I’m in New York City this week working on a new project, a great new web site, Crain’s Wealth, aimed at helping entrepreneurs manage money. It’s a pleasure to spend time with many journalists who work at Crain, one of the steady bastions of quality through the past decade.

At dinner, I talked to one of them, one whose husband had recently been laid off from a job in the insurance business. You’d think that health care would be a steady job if ever there was one, what with the aging population. But, of course, that’s not true. She explained that the Affordable Care Act had thrown the market into an upheaval. Fortunately, her husband has found another job.

But the conversation helped me remember that though it seems freelancing is the ultimate insecure job, it’s actually the ultimate secure one. As long as I keep a good mix of clients, and don’t rely too much on any one for my income, I can never be fired in a devastating way. The perfect job, the one that tempts me to leave freelancing to return to a newsroom or to be part of a company team, may come along. But until and if it does, independence equals stability.

Making the Break, The Lifestyle

What’s Your Number?

After I wrote an article about secrets of $200,000 freelancers, a reader on LinkedIn commented: “I’d just be happy with $50,000 a year.”

Many people feel just as intimidated by the prospect of trying to earn a full-time income when they first start out as freelancers. So how do you get to the point that you can go to sleep at night knowing you can earn the equivalent of the salary at your old job–and pay your bills on time?

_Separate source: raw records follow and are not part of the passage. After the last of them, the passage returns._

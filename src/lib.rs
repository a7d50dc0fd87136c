//! # grid_flow
//!
//! Pathfinding on weighted occupancy grids. Provides
//! [A*](https://en.wikipedia.org/wiki/A*_search_algorithm) for single start/goal queries and
//! [flow fields](https://howtorts.github.io/2014/01/04/basic-flow-fields.html) for steering many
//! agents towards one shared goal, with optional diagonal movement.
//!
//! All searches own their scratch state, either per call ([find_path], [compute_field]) or
//! checked out of a pool ([Pathfinder]), so they can run concurrently on a shared [Grid].
//! Pre-computing [connected components](https://en.wikipedia.org/wiki/Component_(graph_theory))
//! with [Components] lets [Pathfinder::find_path_checked] skip searches for goals that cannot be
//! reached, instead of flood-filling the start's whole region.
//!
//! ```
//! use grid_flow::{compute_field, find_path, manhattan, trace_from_field, Grid, Point};
//!
//! let mut grid = Grid::new(3, 3).unwrap();
//! grid.set_obstacle(Point::new(1, 1), true);
//! let start = Point::new(0, 0);
//! let goal = Point::new(2, 2);
//!
//! let path = find_path(start, goal, &grid, false, manhattan).unwrap();
//! assert_eq!(path.len(), 5);
//!
//! let field = compute_field(goal, &grid, false);
//! assert_eq!(trace_from_field(&field, start, goal).len(), 5);
//! ```
pub mod astar;
pub mod components;
pub mod config;
pub mod error;
pub mod flow_field;
pub mod frontier;
pub mod grid;
pub mod heuristic;
pub mod neighbors;
pub mod path;
pub mod pathfinder;

pub use grid_util::point::Point;

pub use astar::{find_path, find_path_with_cost, SearchContext};
pub use components::Components;
pub use config::SearchConfig;
pub use error::GridError;
pub use flow_field::{compute_field, trace_from_field, FlowField};
pub use grid::{Direction, Grid};
pub use heuristic::{chebyshev, manhattan, Heuristic};
pub use pathfinder::Pathfinder;

/// A grid cell, identified by its integer coordinates.
pub type Cell = Point;

/// The largest number of neighbours a cell can have (the 8-neighbourhood).
pub const MAX_NEIGHBORS: usize = 8;

/// Traversal cost of cells that were not given one.
pub const DEFAULT_COST: u32 = 1;
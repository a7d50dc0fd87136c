//! Scratch storage for neighbour enumeration and searches.
//!
//! [NeighborBuffer] holds up to [MAX_NEIGHBORS] cells inline, so filling it never touches the
//! heap. [Pool] hands out reusable scratch values (neighbour buffers, search contexts, flow
//! fields) to concurrent callers: a value is moved out of the free list on checkout and moved
//! back when its [Pooled] guard drops, so no two callers ever share one.
use grid_util::point::Point;
use smallvec::SmallVec;
use std::fmt;
use std::ops::{Deref, DerefMut};
use std::sync::{Mutex, MutexGuard, PoisonError};

use crate::MAX_NEIGHBORS;

/// Inline buffer sized for the largest neighbourhood.
pub type NeighborBuffer = SmallVec<[Point; MAX_NEIGHBORS]>;

/// A free list of reusable `T` values.
pub struct Pool<T> {
    free: Mutex<Vec<T>>,
}

impl<T> Default for Pool<T> {
    fn default() -> Pool<T> {
        Pool::new()
    }
}

impl<T> fmt::Debug for Pool<T> {
    fn fmt(&self, f: &mut fmt::Formatter) -> fmt::Result {
        f.debug_struct("Pool")
            .field("idle", &self.len_idle())
            .finish()
    }
}

impl<T> Pool<T> {
    pub fn new() -> Pool<T> {
        Pool {
            free: Mutex::new(Vec::new()),
        }
    }

    // A panic while the lock is held cannot leave the free list half-updated, so a poisoned
    // lock is still usable.
    fn lock(&self) -> MutexGuard<'_, Vec<T>> {
        self.free.lock().unwrap_or_else(PoisonError::into_inner)
    }

    /// Number of values waiting in the free list.
    pub fn len_idle(&self) -> usize {
        self.lock().len()
    }

    /// Takes an idle value, or creates one with `create` if none is available.
    pub fn checkout_with<F>(&self, create: F) -> Pooled<'_, T>
    where
        F: FnOnce() -> T,
    {
        let value = self.lock().pop().unwrap_or_else(create);
        Pooled {
            pool: self,
            value: Some(value),
        }
    }

    fn give_back(&self, value: T) {
        self.lock().push(value);
    }
}

impl<T: Default> Pool<T> {
    /// Takes an idle value, or a fresh `T::default()` if none is available.
    pub fn checkout(&self) -> Pooled<'_, T> {
        self.checkout_with(T::default)
    }
}

/// Exclusive handle on a pooled value. Returns the value to its pool when dropped.
pub struct Pooled<'a, T> {
    pool: &'a Pool<T>,
    // Only None while dropping
    value: Option<T>,
}

impl<T> Deref for Pooled<'_, T> {
    type Target = T;

    fn deref(&self) -> &T {
        self.value.as_ref().expect("pooled value taken before drop")
    }
}

impl<T> DerefMut for Pooled<'_, T> {
    fn deref_mut(&mut self) -> &mut T {
        self.value.as_mut().expect("pooled value taken before drop")
    }
}

impl<T> Drop for Pooled<'_, T> {
    fn drop(&mut self) {
        if let Some(value) = self.value.take() {
            self.pool.give_back(value);
        }
    }
}

#[cfg(test)]
mod tests {
    use super::*;
    use std::sync::Arc;
    use std::thread;

    #[test]
    fn neighbor_buffer_stays_inline() {
        let mut buf = NeighborBuffer::new();
        for i in 0..MAX_NEIGHBORS as i32 {
            buf.push(Point::new(i, i));
        }
        assert!(!buf.spilled());
    }

    #[test]
    fn checkout_reuses_returned_values() {
        let pool: Pool<Vec<u32>> = Pool::new();
        {
            let mut v = pool.checkout();
            v.reserve(64);
            v.push(1);
        }
        assert_eq!(pool.len_idle(), 1);
        let v = pool.checkout();
        assert_eq!(pool.len_idle(), 0);
        assert!(v.capacity() >= 64);
        assert_eq!(v.as_slice(), &[1]);
    }

    #[test]
    fn concurrent_checkouts_are_distinct() {
        let pool: Pool<NeighborBuffer> = Pool::new();
        let a = pool.checkout();
        let b = pool.checkout();
        assert!(!std::ptr::eq(&*a, &*b));
        drop(a);
        drop(b);
        assert_eq!(pool.len_idle(), 2);
    }

    #[test]
    fn pool_is_shareable_between_threads() {
        let pool: Arc<Pool<Vec<usize>>> = Arc::new(Pool::new());
        let handles = (0..4)
            .map(|t| {
                let pool = Arc::clone(&pool);
                thread::spawn(move || {
                    for i in 0..100 {
                        let mut v = pool.checkout();
                        v.clear();
                        v.push(t * 1000 + i);
                        assert_eq!(v.len(), 1);
                    }
                })
            })
            .collect::<Vec<_>>();
        for h in handles {
            h.join().unwrap();
        }
        assert!(pool.len_idle() <= 4);
    }
}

The first step is knowing the exact income number you need to hit to live the way you want. Then figure out what you can realistically expect to earn this year. For some freelancers who are just starting out, it may be $30,000 or $50,000. For others with a deeper network of professional connections who can help them get work, it may be $200,000. I’d suggest aiming for 50% to 75% of your income from your last job in your first two years. Set your sights high, but not too far beyond your reach. There’s a pretty steep learning curve in the beginning. Matching your former salary is likely to happen in year three or four, based on what I’ve seen among freelancers I know.

Then break your income goal down into monthly and weekly goals. Knowing that you need to earn, say, $962 a week, will help you make the daily decisions that get you to your annual goal.

Keep track of what you’re earning each week and invoice for each job immediately after it is done, to speed up your cash flow.

After using Excel spreadsheets in the beginning, I switched to a simple accounting system, Freshbooks, to keep track of the projects I’m doing. It’s free if you have a small number of clients, and is a lot easier than winging it. This is just one option. Other freelancers have told me they like Quickbooks or Wave Accounting.

Once a month, I use the “reports” function on Freshbooks to look at my monthly profit and loss statement. It tells me how much I made per month and how that compares to other months. Keeping an eye on this helps me stay in the same ballpark every month.

Tracking your projects with a system like this will keep you honest about how much work you’re getting done and what you’re really earning. If you had a slow week or worked on lower-paying projects this week and only earned $500 of your target $962, maybe you need to step up your pitching next week. To “finance” lower-paying work that really stirs your passions, you may need to take on less-exciting but higher paying gigs at certain times of the month.

If you’re a creative type, thinking this way may be alien to you. But it is actually very freeing to be organized about this stuff, boring as it may be. Coming up with a simple system to tackle the dry parts of freelancing can allow you to lead a more interesting life.

Last week, we had our first warm sunny day in months, and I was free to take my four-year-old son to the park to enjoy it. On days like that, I am grateful I am not “on the clock” somewhere, forced to sit in a cubicle far from my family. The ticket to having that freedom, as I’ve learned in nearly 7 years of freelancing, is staying on top of the business side of what I do.